WORK INSTRUCTIONS:
Copy out all lines in the data below containing the string "entries".

START MATERIAL FOR THE TASK

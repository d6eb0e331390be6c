//! Loader cache
//!
//! Maps reference keys to parsed documents for the lifetime of an engine.
//! The first caller for a key runs the load; concurrent callers for the same
//! key block on its cell and then share the result.

use crate::error::Result;
use dashmap::DashMap;
use jdm_core::Document;
use once_cell::sync::OnceCell;
use std::sync::Arc;

type Slot = Arc<OnceCell<Arc<Document>>>;

#[derive(Default)]
pub(crate) struct LoaderCache {
    entries: DashMap<String, Slot>,
}

impl LoaderCache {
    pub(crate) fn new() -> Self {
        Self::default()
    }

    /// Return the cached document for `key`, running `load` on a miss.
    ///
    /// A failed load leaves the slot empty, so a later call tries again.
    pub(crate) fn get_or_load<F>(&self, key: &str, load: F) -> Result<Arc<Document>>
    where
        F: FnOnce() -> Result<Arc<Document>>,
    {
        // Clone the slot out so the shard lock is released before loading
        let slot: Slot = self.entries.entry(key.to_string()).or_default().clone();

        if let Some(document) = slot.get() {
            tracing::trace!("Loader cache hit for '{}'", key);
            return Ok(document.clone());
        }

        slot.get_or_try_init(load).cloned()
    }

    /// Keys whose documents have been loaded, sorted
    pub(crate) fn keys(&self) -> Vec<String> {
        let mut keys: Vec<String> = self
            .entries
            .iter()
            .filter(|entry| entry.value().get().is_some())
            .map(|entry| entry.key().clone())
            .collect();
        keys.sort();
        keys
    }
}
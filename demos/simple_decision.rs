//! Simple Decision Example
//!
//! Compiles one decision document (a fee table feeding an expression node)
//! and evaluates it for a handful of shipments.
//!
//! Run with `RUST_LOG=debug` to see per-node dispatch logs.

use jdm_sdk::{DecisionEngine, EngineConfig, EvaluationOptions};
use serde_json::json;

fn main() -> anyhow::Result<()> {
    // Initialize tracing for logging
    tracing_subscriber::fmt()
        .with_env_filter(
            tracing_subscriber::EnvFilter::from_default_env()
                .add_directive(tracing_subscriber::filter::LevelFilter::INFO.into()),
        )
        .init();

    println!("=== Shipping Fee Decision ===\n");

    let content = std::fs::read_to_string("demos/rules/shipping_fees.json")?;
    let engine = DecisionEngine::new(EngineConfig::default());
    let decision = engine.create_decision(&content)?;
    println!("✓ Decision compiled ({} nodes)\n", decision.document().nodes().len());

    let shipments = [
        json!({"destination": "domestic", "weight": 1.2, "express": false}),
        json!({"destination": "domestic", "weight": 12, "express": true}),
        json!({"destination": "eu", "weight": 5}),
        json!({"destination": "other", "weight": 20, "express": true}),
        json!({"destination": "moon", "weight": 1}),
    ];

    for shipment in shipments {
        let result = decision.evaluate(shipment.clone(), EvaluationOptions::default())?;
        println!("Shipment: {}", shipment);
        println!("  Result:   {}", serde_json::to_string(&result.output)?);
        println!("  Time:     {:?}\n", result.performance);
    }

    // One-shot form: compiles the document on every call
    let result = engine.evaluate(
        &content,
        json!({"destination": "eu", "weight": 30, "express": true}),
        EvaluationOptions::default(),
    )?;
    println!("One-shot: {}", serde_json::to_string_pretty(&result.output)?);

    Ok(())
}
//! DecisionEngine implementation

use super::decision::Decision;
use super::loader_cache::LoaderCache;
use super::types::{EvaluationOptions, EvaluationResult};
use crate::builder::DecisionEngineBuilder;
use crate::config::EngineConfig;
use crate::error::{EngineError, Result};
use jdm_core::{Document, Value};
use jdm_parser::DocumentParser;
use jdm_repository::DocumentLoader;
use std::fmt;
use std::sync::Arc;

/// Main decision engine
///
/// Cheap to clone; clones share the loader and the loader cache.
///
/// # Example
///
/// ```
/// use jdm_sdk::{DecisionEngine, EvaluationOptions, MemoryLoader};
/// use serde_json::json;
///
/// let doubler = json!({
///     "nodes": [
///         {"id": "in", "type": "inputNode"},
///         {"id": "calc", "type": "expressionNode",
///          "content": {"expressions": [{"key": "result", "value": "input.value * 2"}]}},
///         {"id": "out", "type": "outputNode"}
///     ],
///     "edges": [
///         {"id": "e1", "sourceId": "in", "targetId": "calc"},
///         {"id": "e2", "sourceId": "calc", "targetId": "out"}
///     ]
/// });
///
/// let engine = DecisionEngine::with_loader(
///     MemoryLoader::new().with_document("doubler.json", doubler.to_string()),
/// );
/// let decision = engine.get_decision("doubler.json").unwrap();
/// let result = decision
///     .evaluate(json!({"value": 21}), EvaluationOptions::default())
///     .unwrap();
///
/// assert_eq!(serde_json::Value::from(result.output), json!({"result": 42}));
/// ```
#[derive(Clone)]
pub struct DecisionEngine {
    inner: Arc<EngineInner>,
}

/// State shared by an engine and every decision it creates
pub(crate) struct EngineInner {
    pub(crate) config: EngineConfig,
    loader: Option<Arc<dyn DocumentLoader>>,
    cache: LoaderCache,
}

impl DecisionEngine {
    /// Create an engine without a loader
    pub fn new(config: EngineConfig) -> Self {
        Self::from_parts(config, None)
    }

    /// Create an engine with default configuration and the given loader
    pub fn with_loader(loader: impl DocumentLoader + 'static) -> Self {
        Self::from_parts(EngineConfig::default(), Some(Arc::new(loader)))
    }

    pub fn builder() -> DecisionEngineBuilder {
        DecisionEngineBuilder::new()
    }

    pub(crate) fn from_parts(
        config: EngineConfig,
        loader: Option<Arc<dyn DocumentLoader>>,
    ) -> Self {
        Self {
            inner: Arc::new(EngineInner {
                config,
                loader,
                cache: LoaderCache::new(),
            }),
        }
    }

    pub fn config(&self) -> &EngineConfig {
        &self.inner.config
    }

    /// Evaluation options built from the engine configuration
    pub fn default_options(&self) -> EvaluationOptions {
        EvaluationOptions::new().with_trace(self.inner.config.default_trace)
    }

    /// Compile document text into a reusable decision
    pub fn create_decision(&self, content: &str) -> Result<Decision> {
        let document = DocumentParser::parse(content)?;
        tracing::debug!(
            "Created decision with {} nodes and {} edges",
            document.nodes().len(),
            document.edges().len()
        );
        Ok(Decision::new(Arc::new(document), self.inner.clone(), None))
    }

    /// Compile and evaluate in one call.
    ///
    /// Behaves exactly like `create_decision(content)?.evaluate(..)`; the
    /// compiled document is dropped afterwards and never cached.
    pub fn evaluate(
        &self,
        content: &str,
        context: impl Into<Value>,
        options: EvaluationOptions,
    ) -> Result<EvaluationResult> {
        self.create_decision(content)?.evaluate(context, options)
    }

    /// Load a decision by key through the loader and the loader cache
    pub fn get_decision(&self, key: &str) -> Result<Decision> {
        let document = self.inner.resolve(key, None)?;
        Ok(Decision::new(document, self.inner.clone(), Some(key.to_string())))
    }

    /// Keys of the decisions held by the loader cache, sorted
    pub fn cached_keys(&self) -> Vec<String> {
        self.inner.cache.keys()
    }

    pub fn has_loader(&self) -> bool {
        self.inner.loader.is_some()
    }
}

impl EngineInner {
    /// Resolve a reference key to a parsed document.
    ///
    /// `node_id` names the referencing node for error reporting.
    pub(crate) fn resolve(&self, key: &str, node_id: Option<&str>) -> Result<Arc<Document>> {
        let loader = self
            .loader
            .as_deref()
            .ok_or_else(|| EngineError::NoLoaderConfigured {
                node_id: node_id.map(str::to_string),
            })?;

        if !self.config.cache_decisions {
            return load_document(loader, key);
        }
        self.cache.get_or_load(key, || load_document(loader, key))
    }
}

fn load_document(loader: &dyn DocumentLoader, key: &str) -> Result<Arc<Document>> {
    tracing::info!("Loading decision '{}'", key);

    let text = loader.load(key).map_err(|cause| {
        tracing::warn!("Loader failed for '{}': {}", key, cause);
        EngineError::Loader {
            key: key.to_string(),
            cause,
        }
    })?;

    let document = DocumentParser::parse(&text).map_err(|e| {
        tracing::warn!("Decision '{}' failed to parse: {}", key, e);
        EngineError::from(e)
    })?;
    Ok(Arc::new(document))
}

impl fmt::Debug for DecisionEngine {
    fn fmt(&self, f: &mut fmt::Formatter<'_>) -> fmt::Result {
        f.debug_struct("DecisionEngine")
            .field("config", &self.inner.config)
            .field("has_loader", &self.has_loader())
            .field("cached_keys", &self.cached_keys())
            .finish()
    }
}
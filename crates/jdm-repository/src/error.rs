//! Error types for the loader layer

use std::path::PathBuf;
use thiserror::Error;

/// Result type alias for repository operations
pub type RepositoryResult<T> = Result<T, RepositoryError>;

/// Errors raised by the built-in loaders
#[derive(Error, Debug)]
pub enum RepositoryError {
    /// No document is stored under the key
    #[error("Document not found: {key}")]
    NotFound { key: String },

    /// I/O error occurred
    #[error("I/O error: {0}")]
    Io(#[from] std::io::Error),

    /// Invalid loader root
    #[error("Invalid path: {path}")]
    InvalidPath { path: PathBuf },

    /// Key would resolve outside the loader root
    #[error("Key '{key}' resolves outside the document root")]
    PathTraversal { key: String },

    /// Stored bytes are not text
    #[error("Document '{key}' is not valid UTF-8")]
    InvalidEncoding { key: String },
}

#[cfg(test)]
mod tests {
    use super::*;

    #[test]
    fn test_error_display() {
        let err = RepositoryError::NotFound {
            key: "fees.json".to_string(),
        };
        assert_eq!(err.to_string(), "Document not found: fees.json");

        let err = RepositoryError::PathTraversal {
            key: "../secret".to_string(),
        };
        assert!(err.to_string().contains("../secret"));
    }
}
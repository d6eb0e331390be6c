//! Per-node trace recording
//!
//! A recorder exists only when the caller asked for a trace. The graph
//! evaluator holds it as an `Option`, so untraced calls never read the clock
//! or copy node inputs.

use jdm_core::{Node, Value};
use jdm_runtime::{Trace, TraceData, TraceEntry};
use std::time::Duration;

#[derive(Default)]
pub(crate) struct TraceRecorder {
    entries: Trace,
    next_order: usize,
}

/// Everything recorded for one dispatched node
pub(crate) struct NodeRecord {
    pub input: Value,
    pub output: Value,
    pub performance: Duration,
    pub trace_data: TraceData,
    pub error: Option<String>,
}

impl TraceRecorder {
    pub(crate) fn new() -> Self {
        Self::default()
    }

    pub(crate) fn record(&mut self, node: &Node, record: NodeRecord) {
        let entry = TraceEntry {
            node_id: node.id.clone(),
            name: node.name.clone(),
            order: self.next_order,
            input: record.input,
            output: record.output,
            performance: record.performance,
            trace_data: record.trace_data,
            error: record.error,
        };
        self.next_order += 1;
        self.entries.insert(node.id.clone(), entry);
    }

    pub(crate) fn finish(self) -> Trace {
        self.entries
    }
}
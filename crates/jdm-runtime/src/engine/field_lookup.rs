//! Member and index access on runtime values

use crate::error::{Result, RuntimeError};
use jdm_core::Value;

/// `target.property`. A missing key is `null`; a non-mapping target is an
/// error.
pub(crate) fn get_member(target: &Value, property: &str) -> Result<Value> {
    match target {
        Value::Object(map) => Ok(map.get(property).cloned().unwrap_or(Value::Null)),
        other => Err(RuntimeError::TypeError(format!(
            "Cannot access property '{}' on {}",
            property,
            other.type_name()
        ))),
    }
}

/// `target[index]`
///
/// Arrays take integer indexes, negative ones counting from the end; an out
/// of range index is `null`. Objects take string keys.
pub(crate) fn get_index(target: &Value, index: &Value) -> Result<Value> {
    match (target, index) {
        (Value::Array(items), Value::Number(n)) => {
            if n.fract() != 0.0 {
                return Err(RuntimeError::TypeError(format!(
                    "Array index must be an integer, got {}",
                    n
                )));
            }
            let len = items.len() as i64;
            let position = if *n < 0.0 { len + *n as i64 } else { *n as i64 };
            if position < 0 || position >= len {
                tracing::debug!("Index {} out of range for array of length {}", n, len);
                return Ok(Value::Null);
            }
            Ok(items[position as usize].clone())
        }
        (Value::Object(_), Value::String(key)) => get_member(target, key),
        (Value::Array(_), other) => Err(RuntimeError::TypeError(format!(
            "Array index must be a number, got {}",
            other.type_name()
        ))),
        (Value::Object(_), other) => Err(RuntimeError::TypeError(format!(
            "Object key must be a string, got {}",
            other.type_name()
        ))),
        (other, _) => Err(RuntimeError::TypeError(format!(
            "Cannot index into {}",
            other.type_name()
        ))),
    }
}
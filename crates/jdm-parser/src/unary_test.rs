//! Decision-table cell parser
//!
//! A cell is a "unary test" against the column value `$`:
//!
//! | Cell                 | Meaning                         |
//! |----------------------|---------------------------------|
//! | *(empty)*, `-`       | always matches                  |
//! | `> 100`, `!= "x"`    | `$ > 100`, `$ != "x"`           |
//! | `[1..10)`            | `$ in [1..10)`                  |
//! | `"a", "b"`           | `$ == "a" or $ == "b"`          |
//! | `len($) > 3`         | used as is, tested for truth    |
//! | `"gold"`, `limit`    | `$ == "gold"`, `$ == limit`     |
//!
//! Every cell compiles to a single boolean [`Expression`].

use crate::expression_parser::ExpressionParser;
use jdm_core::ast::{Expression, ExpressionKind, Operator};
use jdm_core::ExpressionError;

/// Parser for decision-table input cells
pub struct UnaryTestParser;

impl UnaryTestParser {
    /// Parse a cell into a boolean test. Returns `Ok(None)` for a wildcard.
    pub fn parse(cell: &str) -> Result<Option<Expression>, ExpressionError> {
        let trimmed = cell.trim();
        if trimmed.is_empty() || trimmed == "-" {
            return Ok(None);
        }

        let mut combined: Option<Expression> = None;
        for (offset, part) in split_top_level(cell) {
            let test = Self::parse_single(part, offset)?;
            combined = Some(match combined {
                None => test,
                Some(left) => {
                    let position = left.position;
                    Expression::binary(left, Operator::Or, test, position)
                }
            });
        }

        match combined {
            Some(expr) => Ok(Some(expr)),
            None => Err(ExpressionError::new("Empty unary test", 0)),
        }
    }

    /// One comma-free test; `offset` is its byte offset in the full cell
    fn parse_single(part: &str, offset: usize) -> Result<Expression, ExpressionError> {
        let leading = part.len() - part.trim_start().len();
        let text = part.trim();
        let offset = offset + leading;
        if text.is_empty() {
            return Err(ExpressionError::new("Empty unary test", offset));
        }

        if let Some((op, width)) = leading_operator(text) {
            let rhs = ExpressionParser::parse_at(&text[width..], offset + width)?;
            return Ok(Expression::binary(Expression::input(offset), op, rhs, offset));
        }

        let expr = ExpressionParser::parse_at(text, offset)?;
        let test = match expr.kind {
            ExpressionKind::Interval { .. } => {
                Expression::binary(Expression::input(offset), Operator::In, expr, offset)
            }
            _ if expr.references_input() => expr,
            _ => Expression::binary(Expression::input(offset), Operator::Eq, expr, offset),
        };
        Ok(test)
    }
}

/// Comparison operator at the start of a test, and its byte width
fn leading_operator(text: &str) -> Option<(Operator, usize)> {
    const PREFIXES: [(&str, Operator); 6] = [
        ("<=", Operator::Le),
        (">=", Operator::Ge),
        ("!=", Operator::Ne),
        ("==", Operator::Eq),
        ("<", Operator::Lt),
        (">", Operator::Gt),
    ];

    PREFIXES
        .iter()
        .find(|(prefix, _)| text.starts_with(prefix))
        .map(|(prefix, op)| (*op, prefix.len()))
}

/// Split on commas that are outside strings and brackets, keeping the byte
/// offset of each piece.
fn split_top_level(cell: &str) -> Vec<(usize, &str)> {
    let mut parts = Vec::new();
    let mut depth = 0i32;
    let mut quote: Option<char> = None;
    let mut escaped = false;
    let mut start = 0;

    for (i, c) in cell.char_indices() {
        if let Some(q) = quote {
            if escaped {
                escaped = false;
            } else if c == '\\' {
                escaped = true;
            } else if c == q {
                quote = None;
            }
            continue;
        }

        match c {
            '"' | '\'' => quote = Some(c),
            '(' | '[' | '{' => depth += 1,
            ')' | ']' | '}' => depth -= 1,
            ',' if depth == 0 => {
                parts.push((start, &cell[start..i]));
                start = i + 1;
            }
            _ => {}
        }
    }
    parts.push((start, &cell[start..]));
    parts
}

#[cfg(test)]
mod tests {
    use super::*;
    use jdm_core::Value;

    fn parse(cell: &str) -> Expression {
        UnaryTestParser::parse(cell).unwrap().unwrap()
    }

    fn binary_parts(expr: &Expression) -> (&Expression, Operator, &Expression) {
        match &expr.kind {
            ExpressionKind::Binary { left, op, right } => (left, *op, right),
            other => panic!("Expected binary, got {:?}", other),
        }
    }

    #[test]
    fn test_wildcards() {
        assert!(UnaryTestParser::parse("").unwrap().is_none());
        assert!(UnaryTestParser::parse("   ").unwrap().is_none());
        assert!(UnaryTestParser::parse("-").unwrap().is_none());
    }

    #[test]
    fn test_leading_comparison() {
        let expr = parse(">= 100");
        let (left, op, right) = binary_parts(&expr);
        assert_eq!(left.kind, ExpressionKind::Input);
        assert_eq!(op, Operator::Ge);
        assert_eq!(right.kind, ExpressionKind::Literal(Value::Number(100.0)));
    }

    #[test]
    fn test_plain_value_is_equality() {
        let expr = parse(r#""gold""#);
        let (left, op, right) = binary_parts(&expr);
        assert_eq!(left.kind, ExpressionKind::Input);
        assert_eq!(op, Operator::Eq);
        assert_eq!(right.kind, ExpressionKind::Literal(Value::from("gold")));
    }

    #[test]
    fn test_interval_is_membership() {
        let expr = parse("[18..65)");
        let (_, op, right) = binary_parts(&expr);
        assert_eq!(op, Operator::In);
        assert!(matches!(right.kind, ExpressionKind::Interval { .. }));
    }

    #[test]
    fn test_list_is_disjunction() {
        let expr = parse(r#""US", "CA", "a,b""#);
        let (left, op, right) = binary_parts(&expr);
        assert_eq!(op, Operator::Or);
        assert!(matches!(left.kind, ExpressionKind::Binary { op: Operator::Or, .. }));

        // quoted comma is not a separator
        let (_, _, last) = binary_parts(right);
        assert_eq!(last.kind, ExpressionKind::Literal(Value::from("a,b")));
    }

    #[test]
    fn test_commas_inside_calls_are_kept() {
        let expr = parse("max($, 10) > 20");
        let (_, op, _) = binary_parts(&expr);
        assert_eq!(op, Operator::Gt);
    }

    #[test]
    fn test_input_reference_used_as_is() {
        let expr = parse("$ > 1 and $ < 5");
        let (_, op, _) = binary_parts(&expr);
        assert_eq!(op, Operator::And);
    }

    #[test]
    fn test_error_positions_refer_to_cell() {
        let err = UnaryTestParser::parse("> 1, >= ").unwrap_err();
        assert_eq!(err.position, 7);

        let err = UnaryTestParser::parse("1,,2").unwrap_err();
        assert_eq!(err.position, 2);
    }
}
//! Decision table evaluation

use crate::engine::{Evaluator, Scope};
use crate::trace::MatchedRule;
use jdm_core::graph::{DecisionTableContent, HitPolicy, TableRule};
use jdm_core::{ExpressionError, Value};

/// Table output and the rows that produced it
#[derive(Debug, Clone, PartialEq)]
pub struct TableOutcome {
    pub output: Value,
    pub matched: Vec<MatchedRule>,
}

/// Evaluate rows in declaration order.
///
/// `First` returns the first matching row's assignments, or the default
/// output (`null` when none is configured). `Collect` returns an array of
/// every matching row's assignments.
pub fn evaluate_decision_table(
    table: &DecisionTableContent,
    input: &Value,
    context: &Value,
) -> Result<TableOutcome, ExpressionError> {
    let scope = Scope::new(input, context);
    let mut columns = ColumnValues::new(table.inputs.len());
    let mut collected = Vec::new();
    let mut matched = Vec::new();

    for (index, rule) in table.rules.iter().enumerate() {
        if !rule_matches(table, rule, input, &scope, &mut columns)? {
            continue;
        }

        let row = assign_outputs(table, rule, &scope)?;
        matched.push(MatchedRule {
            index,
            rule_id: rule.id.clone(),
        });
        tracing::trace!("rule {} matched", index);

        if table.hit_policy == HitPolicy::First {
            return Ok(TableOutcome {
                output: row,
                matched,
            });
        }
        collected.push(row);
    }

    let output = match table.hit_policy {
        HitPolicy::First => table.default_output.clone().unwrap_or(Value::Null),
        HitPolicy::Collect => Value::Array(collected),
    };
    Ok(TableOutcome { output, matched })
}

/// Column subjects, computed on first use
struct ColumnValues {
    values: Vec<Option<Value>>,
}

impl ColumnValues {
    fn new(len: usize) -> Self {
        Self {
            values: vec![None; len],
        }
    }

    fn get(
        &mut self,
        table: &DecisionTableContent,
        column: usize,
        input: &Value,
        scope: &Scope<'_>,
    ) -> Result<&Value, ExpressionError> {
        let slot = &mut self.values[column];
        if slot.is_none() {
            // An empty field uses the whole node input
            let value = match &table.inputs[column].field {
                Some(field) => Evaluator::evaluate(field.expression()?, scope)?,
                None => input.clone(),
            };
            *slot = Some(value);
        }
        Ok(slot.get_or_insert(Value::Null))
    }
}

fn rule_matches(
    table: &DecisionTableContent,
    rule: &TableRule,
    input: &Value,
    scope: &Scope<'_>,
    columns: &mut ColumnValues,
) -> Result<bool, ExpressionError> {
    for condition in &rule.conditions {
        let subject = columns.get(table, condition.input, input, scope)?;
        let cell = scope.with_subject(subject);
        if !Evaluator::test(condition.test.expression()?, &cell)? {
            return Ok(false);
        }
    }
    Ok(true)
}

fn assign_outputs(
    table: &DecisionTableContent,
    rule: &TableRule,
    scope: &Scope<'_>,
) -> Result<Value, ExpressionError> {
    let mut row = Value::object();
    for assignment in &rule.assignments {
        let value = Evaluator::evaluate(assignment.value.expression()?, scope)?;
        row.set_path(&table.outputs[assignment.output].field, value);
    }
    Ok(row)
}
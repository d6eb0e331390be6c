//! Math functions

use super::Args;
use crate::error::Result;
use jdm_core::Value;

pub(super) fn abs(values: &[Value]) -> Result<Value> {
    let args = Args::exactly("abs", values, 1)?;
    Ok(Value::Number(args.number(0)?.abs()))
}

pub(super) fn floor(values: &[Value]) -> Result<Value> {
    let args = Args::exactly("floor", values, 1)?;
    Ok(Value::Number(args.number(0)?.floor()))
}

pub(super) fn ceil(values: &[Value]) -> Result<Value> {
    let args = Args::exactly("ceil", values, 1)?;
    Ok(Value::Number(args.number(0)?.ceil()))
}

/// `round(x)` or `round(x, digits)`; halves round away from zero
pub(super) fn round(values: &[Value]) -> Result<Value> {
    let args = Args::new("round", values, 1, 2)?;
    let x = args.number(0)?;
    if args.len() == 1 {
        return Ok(Value::Number(x.round()));
    }

    let digits = args.number(1)?;
    if digits.fract() != 0.0 || !(0.0..=15.0).contains(&digits) {
        return Err(args.error("digits must be an integer between 0 and 15"));
    }
    let factor = 10f64.powi(digits as i32);
    Ok(Value::Number((x * factor).round() / factor))
}

pub(super) fn sqrt(values: &[Value]) -> Result<Value> {
    let args = Args::exactly("sqrt", values, 1)?;
    let x = args.number(0)?;
    if x < 0.0 {
        return Err(args.error("cannot take the square root of a negative number"));
    }
    Ok(Value::Number(x.sqrt()))
}

pub(super) fn pow(values: &[Value]) -> Result<Value> {
    let args = Args::exactly("pow", values, 2)?;
    Ok(Value::Number(args.number(0)?.powf(args.number(1)?)))
}

pub(super) fn min(values: &[Value]) -> Result<Value> {
    extremum("min", values, f64::min)
}

pub(super) fn max(values: &[Value]) -> Result<Value> {
    extremum("max", values, f64::max)
}

/// `min([..])` / `min(a, b, ..)`; `null` for an empty array
fn extremum(function: &'static str, values: &[Value], pick: fn(f64, f64) -> f64) -> Result<Value> {
    let args = Args::new(function, values, 1, usize::MAX)?;
    let numbers = if args.len() == 1 && args.value(0).as_array().is_some() {
        args.numbers(0)?
    } else {
        (0..args.len()).map(|i| args.number(i)).collect::<Result<Vec<_>>>()?
    };

    Ok(numbers
        .into_iter()
        .reduce(pick)
        .map(Value::Number)
        .unwrap_or(Value::Null))
}

pub(super) fn sum(values: &[Value]) -> Result<Value> {
    let args = Args::exactly("sum", values, 1)?;
    Ok(Value::Number(args.numbers(0)?.iter().sum()))
}

/// Arithmetic mean; `null` for an empty array
pub(super) fn avg(values: &[Value]) -> Result<Value> {
    let args = Args::exactly("avg", values, 1)?;
    let numbers = args.numbers(0)?;
    if numbers.is_empty() {
        return Ok(Value::Null);
    }
    Ok(Value::Number(numbers.iter().sum::<f64>() / numbers.len() as f64))
}

pub(super) fn median(values: &[Value]) -> Result<Value> {
    let args = Args::exactly("median", values, 1)?;
    let mut numbers = args.numbers(0)?;
    if numbers.is_empty() {
        return Ok(Value::Null);
    }

    numbers.sort_by(f64::total_cmp);
    let mid = numbers.len() / 2;
    let median = if numbers.len() % 2 == 0 {
        (numbers[mid - 1] + numbers[mid]) / 2.0
    } else {
        numbers[mid]
    };
    Ok(Value::Number(median))
}
//! JDM Runtime - expression evaluation and node execution
//!
//! This crate evaluates compiled expressions against node inputs, runs the
//! expression, decision-table and switch node kinds, and defines the trace
//! records produced while a decision graph executes.

pub mod engine;
pub mod error;
mod functions;
pub mod nodes;
pub mod trace;

// Re-export main types
pub use engine::{Evaluator, Scope};
pub use error::{Result, RuntimeError};
pub use nodes::{
    evaluate_decision_table, evaluate_expression_node, evaluate_switch, ExpressionOutcome,
    TableOutcome,
};
pub use trace::{traces_match, MatchedRule, Trace, TraceData, TraceEntry};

END MATERIAL FOR THE TASK

SOLUTION:
    entries: DashMap<String, Slot>,
        let slot: Slot = self.entries.entry(key.to_string()).or_default().clone();
            .entries
    entries: Trace,
        self.entries.insert(node.id.clone(), entry);
        self.entries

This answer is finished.